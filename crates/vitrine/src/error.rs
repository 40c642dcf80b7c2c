#[derive(thiserror::Error, Debug, serde::Deserialize, serde::Serialize)]
pub enum Error {
    #[error("Generic {0}")]
    Generic(String),

    #[error("Network error: {0}")]
    Network(String),

    #[error("Catalog API base path is not configured. Pass --api-base or set VITRINE_API_BASE")]
    MissingApiBase,

    #[error("Unknown display mode: {0}")]
    UnknownDisplayMode(String),
}
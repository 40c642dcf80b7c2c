use crate::prelude::{println, *};
use chrono::Utc;
use colored::Colorize;
use vitrine_core::catalog::{build_catalog_view, CatalogView, DisplayMode};

use super::{
    create_catalog_client, fetch_products, mode_label, resolve_display_mode, CatalogConfig,
    ModeOptions,
};

#[derive(Debug, clap::Args, serde::Serialize, serde::Deserialize, Clone)]
pub struct ListOptions {
    /// Search term forwarded to the catalog API
    #[arg(short, long, env = "VITRINE_QUERY")]
    pub query: Option<String>,

    #[clap(flatten)]
    pub mode: ModeOptions,

    /// Output as JSON
    #[arg(long)]
    pub json: bool,

    /// Output as a compact table
    #[arg(long)]
    pub table: bool,
}

pub async fn run(options: ListOptions, global: crate::Global) -> Result<()> {
    let config = CatalogConfig::from_global(&global)?;
    let mode = resolve_display_mode(options.mode.mode, &options.mode)?;

    if global.verbose {
        println!("Fetching products (mode: {})...", mode_label(&mode));
    }

    // Create spinner for progress indication
    let spinner = new_spinner();

    let view = list_products_data(&config, options.query.as_deref(), &mode, Some(&spinner)).await;

    spinner.finish_and_clear();
    let view = view?;

    if options.json {
        output_json(&view)?;
    } else if options.table {
        build_catalog_table(&view).printstd();
    } else {
        output_formatted(&view)?;
    }

    Ok(())
}

/// Fetches the product list and derives the presentation view for `mode`
pub async fn list_products_data(
    config: &CatalogConfig,
    query: Option<&str>,
    mode: &DisplayMode,
    spinner: Option<&indicatif::ProgressBar>,
) -> Result<CatalogView> {
    let client = create_catalog_client()?;
    let products = fetch_products(&client, config, query, spinner).await?;

    // Delegate to pure transformation function
    Ok(build_catalog_view(&products, mode, query))
}

/// Convert catalog view to JSON string
fn format_catalog_json(view: &CatalogView) -> Result<String> {
    serde_json::to_string_pretty(view).map_err(|e| eyre!("JSON serialization failed: {}", e))
}

/// Build a compact table of the derived list
fn build_catalog_table(view: &CatalogView) -> prettytable::Table {
    let mut table = new_table();
    table.add_row(prettytable::row![
        "#",
        "Name",
        "Brand",
        "Price",
        "Seller",
        "Ships to"
    ]);

    for (idx, product) in view.products.iter().enumerate() {
        table.add_row(prettytable::row![
            (idx + 1).to_string(),
            &product.name,
            &product.brand,
            &product.price.formatted,
            &product.seller.country,
            product.shippable_countries.join(" ")
        ]);
    }

    table
}

/// Usage hints appended after the card list
fn format_usage_text() -> String {
    let mut result = String::new();

    result.push_str(&format!("\n{}\n", "=".repeat(80).bright_yellow()));
    result.push_str(&format!("{}\n", "USAGE".bright_yellow().bold()));
    result.push_str(&format!("{}\n", "=".repeat(80).bright_yellow()));

    result.push_str(&format!("\n{}:\n", "To search".bright_white().bold()));
    result.push_str(&format!(
        "  {}\n",
        "vitrine products list --query <term>".cyan()
    ));

    result.push_str(&format!(
        "\n{}:\n",
        "To switch display mode".bright_white().bold()
    ));
    result.push_str(&format!(
        "  {}\n",
        "vitrine products list --mode <default|discount|reversed|shippable|deposited>".cyan()
    ));

    result.push_str(&format!(
        "\n{}:\n",
        "To tune mode parameters".bright_white().bold()
    ));
    result.push_str(&format!(
        "  {}\n",
        "vitrine products list --mode discount --brand <name> --discount <percent>".cyan()
    ));
    result.push_str(&format!(
        "  {}\n",
        "vitrine products list --mode shippable --min-price <n> --max-price <n> --country <code>"
            .cyan()
    ));

    result.push_str(&format!(
        "\n{}:\n",
        "To get JSON output".bright_white().bold()
    ));
    result.push_str(&format!("  {}\n", "vitrine products list --json".cyan()));

    result.push_str(&format!(
        "\n{}:\n",
        "To browse interactively".bright_white().bold()
    ));
    result.push_str(&format!("  {}\n", "vitrine products browse".cyan()));

    result.push('\n');
    result
}

fn output_json(view: &CatalogView) -> Result<()> {
    let json = format_catalog_json(view)?;
    println!("{}", json);
    Ok(())
}

fn output_formatted(view: &CatalogView) -> Result<()> {
    let formatted = super::format_catalog_text(view, Utc::now());
    print!("{}", formatted);
    print!("{}", format_usage_text());
    Ok(())
}
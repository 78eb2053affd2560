//! Requests the game makes of the model: a competing answer, a story
//! continuation, and an advisory verdict.

use super::{GenerateRequest, LlmProvider, LlmResult};
use crate::types::{Difficulty, Mode, Side, Verdict};
use std::time::Duration;

const ANSWER_TEMPERATURE: f32 = 0.9;
const STORY_TEMPERATURE: f32 = 0.95;
const VERDICT_TEMPERATURE: f32 = 0.3;
const VERDICT_MAX_TOKENS: u32 = 80;

/// Length discipline shared by the human and the AI
#[derive(Debug, Clone, Copy, PartialEq, Eq)]
pub struct AnswerBudget {
    pub sentences: &'static str,
    pub words: u32,
    pub max_tokens: u32,
}

impl AnswerBudget {
    pub fn for_mode(difficulty: Difficulty, mode: Mode) -> Self {
        if mode == Mode::YesAnd {
            // Story turns stay short whatever the difficulty
            return Self {
                sentences: "1-2",
                words: 40,
                max_tokens: 90,
            };
        }
        match difficulty {
            Difficulty::Easy => Self {
                sentences: "2-3",
                words: 60,
                max_tokens: 120,
            },
            Difficulty::Medium => Self {
                sentences: "3-5",
                words: 120,
                max_tokens: 240,
            },
            Difficulty::Hard => Self {
                sentences: "5-7",
                words: 180,
                max_tokens: 360,
            },
        }
    }
}

fn answer_system_prompt(budget: AnswerBudget, mode: Mode) -> String {
    let flavour = match mode {
        Mode::Constraint => " Follow every constraint in the challenge exactly.",
        Mode::Mashup => " Blend both ideas into one coherent concept.",
        _ => "",
    };
    format!(
        "You are competing against a human in a creative writing game. \
         Answer the challenge in {} sentences, about {} words at most, the same limit the human has.{} \
         Return only your final answer as plain prose: no headings, no lists, no title, \
         and no commentary about the task.",
        budget.sentences, budget.words, flavour
    )
}

/// Ask the model for its own answer to the current challenge
pub async fn generate_answer(
    provider: &dyn LlmProvider,
    prompt: &str,
    difficulty: Difficulty,
    mode: Mode,
    timeout: Duration,
) -> LlmResult<String> {
    let budget = AnswerBudget::for_mode(difficulty, mode);
    let request = GenerateRequest {
        system: answer_system_prompt(budget, mode),
        prompt: format!("Challenge: {}", prompt),
        max_tokens: Some(budget.max_tokens),
        temperature: ANSWER_TEMPERATURE,
        timeout,
        model_override: None,
    };

    let response = provider.generate(request).await?;
    tracing::info!(
        "AI answer from {}/{} in {}ms",
        response.metadata.provider,
        response.metadata.model,
        response.metadata.latency_ms
    );
    Ok(response.text)
}

/// Yes-And: continue the transcript by one short beat
pub async fn continue_story(
    provider: &dyn LlmProvider,
    story: &str,
    difficulty: Difficulty,
    timeout: Duration,
) -> LlmResult<String> {
    let budget = AnswerBudget::for_mode(difficulty, Mode::YesAnd);
    let request = GenerateRequest {
        system: format!(
            "You are improvising a story with a human, \"Yes, and...\" style. \
             Accept everything already said and continue the story in {} sentences. \
             Return only the new sentences: no speaker label, no quotes, no commentary.",
            budget.sentences
        ),
        prompt: format!("Story so far:\n{}\n\nContinue it:", story),
        max_tokens: Some(budget.max_tokens),
        temperature: STORY_TEMPERATURE,
        timeout,
        model_override: None,
    };

    Ok(provider.generate(request).await?.text)
}

/// Ask the model which answer is better. Purely advisory.
///
/// `model` picks a different model for judging than for answering.
pub async fn judge_verdict(
    provider: &dyn LlmProvider,
    prompt: &str,
    human: &str,
    ai: &str,
    model: Option<&str>,
    timeout: Duration,
) -> LlmResult<Verdict> {
    let human = if human.trim().is_empty() {
        "(no answer)"
    } else {
        human.trim()
    };
    let request = GenerateRequest {
        system: "You judge a creative writing duel between a Human and an AI. \
                 Reply with exactly two lines and nothing else:\n\
                 Winner: Human or AI\n\
                 Reason: <one sentence>"
            .to_string(),
        prompt: format!(
            "Challenge: {}\n\nHuman answer:\n{}\n\nAI answer:\n{}",
            prompt, human, ai
        ),
        max_tokens: Some(VERDICT_MAX_TOKENS),
        temperature: VERDICT_TEMPERATURE,
        timeout,
        model_override: model.map(str::to_string),
    };

    let response = provider.generate(request).await?;
    Ok(parse_verdict(&response.text))
}

/// Read the `Winner:`/`Reason:` lines. Anything unparseable keeps the raw text.
pub fn parse_verdict(raw: &str) -> Verdict {
    let mut winner = None;
    let mut reason = String::new();

    for line in raw.lines() {
        let line = line.trim().trim_start_matches(['*', '-', ' ']);
        let Some((key, value)) = line.split_once(':') else {
            continue;
        };
        let value = value.trim().trim_matches('*').trim();
        match key.trim().trim_matches('*').to_ascii_lowercase().as_str() {
            "winner" => {
                winner = match value.to_ascii_lowercase().as_str() {
                    "human" => Some(Side::Human),
                    "ai" => Some(Side::Ai),
                    _ => None,
                };
            }
            "reason" => reason = value.to_string(),
            _ => {}
        }
    }

    Verdict {
        winner,
        reason,
        raw: raw.trim().to_string(),
    }
}
use crate::llm::LlmError;

/// Result type for game operations
pub type GameResult<T> = Result<T, GameError>;

/// Errors a single player action can run into.
///
/// None of these end the session; the action that produced one is simply
/// not applied.
#[derive(Debug, thiserror::Error)]
pub enum GameError {
    #[error("Pack needs at least 2 distinct concepts, found {found}")]
    InsufficientConcepts { found: usize },

    #[error("Pack has no prompt templates")]
    MissingPrompts,

    #[error("Pack has no constraints")]
    MissingConstraints,

    #[error("Pack is invalid: {}", .0.join("; "))]
    PackValidation(Vec<String>),

    #[error("AI request failed: {0}")]
    RemoteCall(#[from] LlmError),

    #[error("AI answers are unavailable: no LLM provider configured")]
    LlmUnavailable,

    #[error("{0}")]
    InvalidAction(String),

    #[error("Pack storage failed: {0}")]
    Storage(#[from] std::io::Error),
}

impl GameError {
    /// Stable error code sent to clients alongside the message
    pub fn code(&self) -> &'static str {
        match self {
            GameError::InsufficientConcepts { .. } => "INSUFFICIENT_CONCEPTS",
            GameError::MissingPrompts => "MISSING_PROMPTS",
            GameError::MissingConstraints => "MISSING_CONSTRAINTS",
            GameError::PackValidation(_) => "PACK_VALIDATION_FAILED",
            GameError::RemoteCall(_) => "REMOTE_CALL_FAILED",
            GameError::LlmUnavailable => "LLM_UNAVAILABLE",
            GameError::InvalidAction(_) => "INVALID_ACTION",
            GameError::Storage(_) => "STORAGE_ERROR",
        }
    }
}
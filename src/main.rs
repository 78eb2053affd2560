use std::sync::Arc;
use tracing_subscriber::{layer::SubscriberExt, util::SubscriberInitExt};

use creativity_duel::{
    llm,
    pack::PackStore,
    server::{build_router, ServerConfig},
    state::AppState,
};

#[tokio::main]
async fn main() {
    // Load .env file if present (before any env var reads)
    if let Err(e) = dotenvy::dotenv() {
        // Not an error if .env doesn't exist, only log if it's a different issue
        if !matches!(e, dotenvy::Error::Io(_)) {
            eprintln!("Warning: Failed to load .env file: {}", e);
        }
    }

    // Initialize tracing
    tracing_subscriber::registry()
        .with(
            tracing_subscriber::EnvFilter::try_from_default_env()
                .unwrap_or_else(|_| "creativity_duel=debug,tower_http=debug".into()),
        )
        .with(tracing_subscriber::fmt::layer())
        .init();

    tracing::info!("Starting Creativity Duel...");

    let server_config = ServerConfig::from_env();
    let packs = PackStore::from_env();
    tracing::info!(
        "Packs in {}: {:?}",
        packs.dir().display(),
        packs.list_packs()
    );

    let llm_config = llm::LlmConfig::from_env();
    let state = Arc::new(AppState::new_with_llm(packs, &llm_config));

    let app = build_router(state, server_config.static_dir.clone());

    let addr = server_config.addr();
    tracing::info!("Listening on http://{}", addr);

    let listener = tokio::net::TcpListener::bind(addr)
        .await
        .expect("failed to bind listen address");
    axum::serve(listener, app).await.expect("server error");
}
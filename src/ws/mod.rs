pub mod handlers;

use axum::{
    extract::{
        ws::{Message, WebSocket, WebSocketUpgrade},
        State,
    },
    response::IntoResponse,
};
use chrono::{DateTime, Utc};
use futures::{sink::SinkExt, stream::StreamExt};
use std::sync::Arc;
use std::time::Duration;

use crate::protocol::{ClientMessage, ServerMessage};
use crate::state::AppState;
use crate::types::Session;

/// How often an armed countdown is pushed to the client
const TIMER_TICK: Duration = Duration::from_secs(1);

/// WebSocket upgrade handler
pub async fn ws_handler(
    ws: WebSocketUpgrade,
    State(state): State<Arc<AppState>>,
) -> impl IntoResponse {
    ws.on_upgrade(move |socket| handle_socket(socket, state))
}

async fn send_json(
    sender: &mut futures::stream::SplitSink<WebSocket, Message>,
    msg: &ServerMessage,
) -> bool {
    match serde_json::to_string(msg) {
        Ok(json) => sender.send(Message::Text(json.into())).await.is_ok(),
        Err(e) => {
            tracing::error!("Failed to serialize server message: {}", e);
            true
        }
    }
}

/// Countdown update for an armed timer. The expired tick goes out once per
/// deadline; `expired_deadline` remembers which one it was sent for.
fn timer_tick(
    session: &Session,
    now: DateTime<Utc>,
    expired_deadline: &mut Option<DateTime<Utc>>,
) -> Option<ServerMessage> {
    let end = session.timer_end?;
    if *expired_deadline == Some(end) {
        return None;
    }
    let expired = session.timer_expired(now);
    if expired {
        *expired_deadline = Some(end);
    }
    Some(ServerMessage::Timer {
        remaining_secs: session.timer_remaining(now).unwrap_or_default(),
        expired,
        server_now: now.to_rfc3339(),
    })
}

/// Handle one connection. The connection owns its session; it lives exactly
/// as long as the socket.
async fn handle_socket(socket: WebSocket, state: Arc<AppState>) {
    let (mut sender, mut receiver) = socket.split();
    let mut session = Session::new();

    tracing::info!("WebSocket connected, session {}", session.id);

    let welcome = ServerMessage::Welcome {
        protocol: "1.0".to_string(),
        ai_available: state.llm.is_some(),
        packs: state.packs.list_packs(),
        state: session.snapshot(Utc::now()),
    };
    if !send_json(&mut sender, &welcome).await {
        tracing::error!("Failed to send welcome message");
        return;
    }

    let mut ticker = tokio::time::interval(TIMER_TICK);
    ticker.set_missed_tick_behavior(tokio::time::MissedTickBehavior::Skip);

    let mut expired_deadline = None;

    loop {
        tokio::select! {
            // Refresh the countdown display while a timer is armed
            _ = ticker.tick() => {
                if let Some(tick) = timer_tick(&session, Utc::now(), &mut expired_deadline) {
                    if !send_json(&mut sender, &tick).await {
                        break;
                    }
                }
            }

            // Handle client messages
            ws_msg = receiver.next() => {
                match ws_msg {
                    Some(Ok(Message::Text(text))) => {
                        tracing::debug!("Received message: {}", text.as_str());

                        let response = match serde_json::from_str::<ClientMessage>(&text) {
                            Ok(client_msg) => {
                                handlers::handle_message(client_msg, &mut session, &state).await
                            }
                            Err(e) => {
                                tracing::error!("Failed to parse client message: {}", e);
                                Some(ServerMessage::Error {
                                    code: "PARSE_ERROR".to_string(),
                                    msg: format!("Invalid message format: {}", e),
                                })
                            }
                        };

                        if let Some(response) = response {
                            if !send_json(&mut sender, &response).await {
                                tracing::error!("Failed to send response");
                                break;
                            }
                        }
                    }
                    Some(Ok(Message::Close(_))) => {
                        tracing::info!("WebSocket closed");
                        break;
                    }
                    Some(Ok(Message::Ping(data))) => {
                        if sender.send(Message::Pong(data)).await.is_err() {
                            break;
                        }
                    }
                    Some(Ok(_)) => {}
                    Some(Err(e)) => {
                        tracing::error!("WebSocket error: {}", e);
                        break;
                    }
                    None => break,
                }
            }
        }
    }

    tracing::info!(
        "WebSocket connection closed, session {} ended after {} round(s)",
        session.id,
        session.round
    );
}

## [Exercise prompt]
Give solely the number of lines in the data that contain the string "LlmResult".

## [Result for this exercise]
4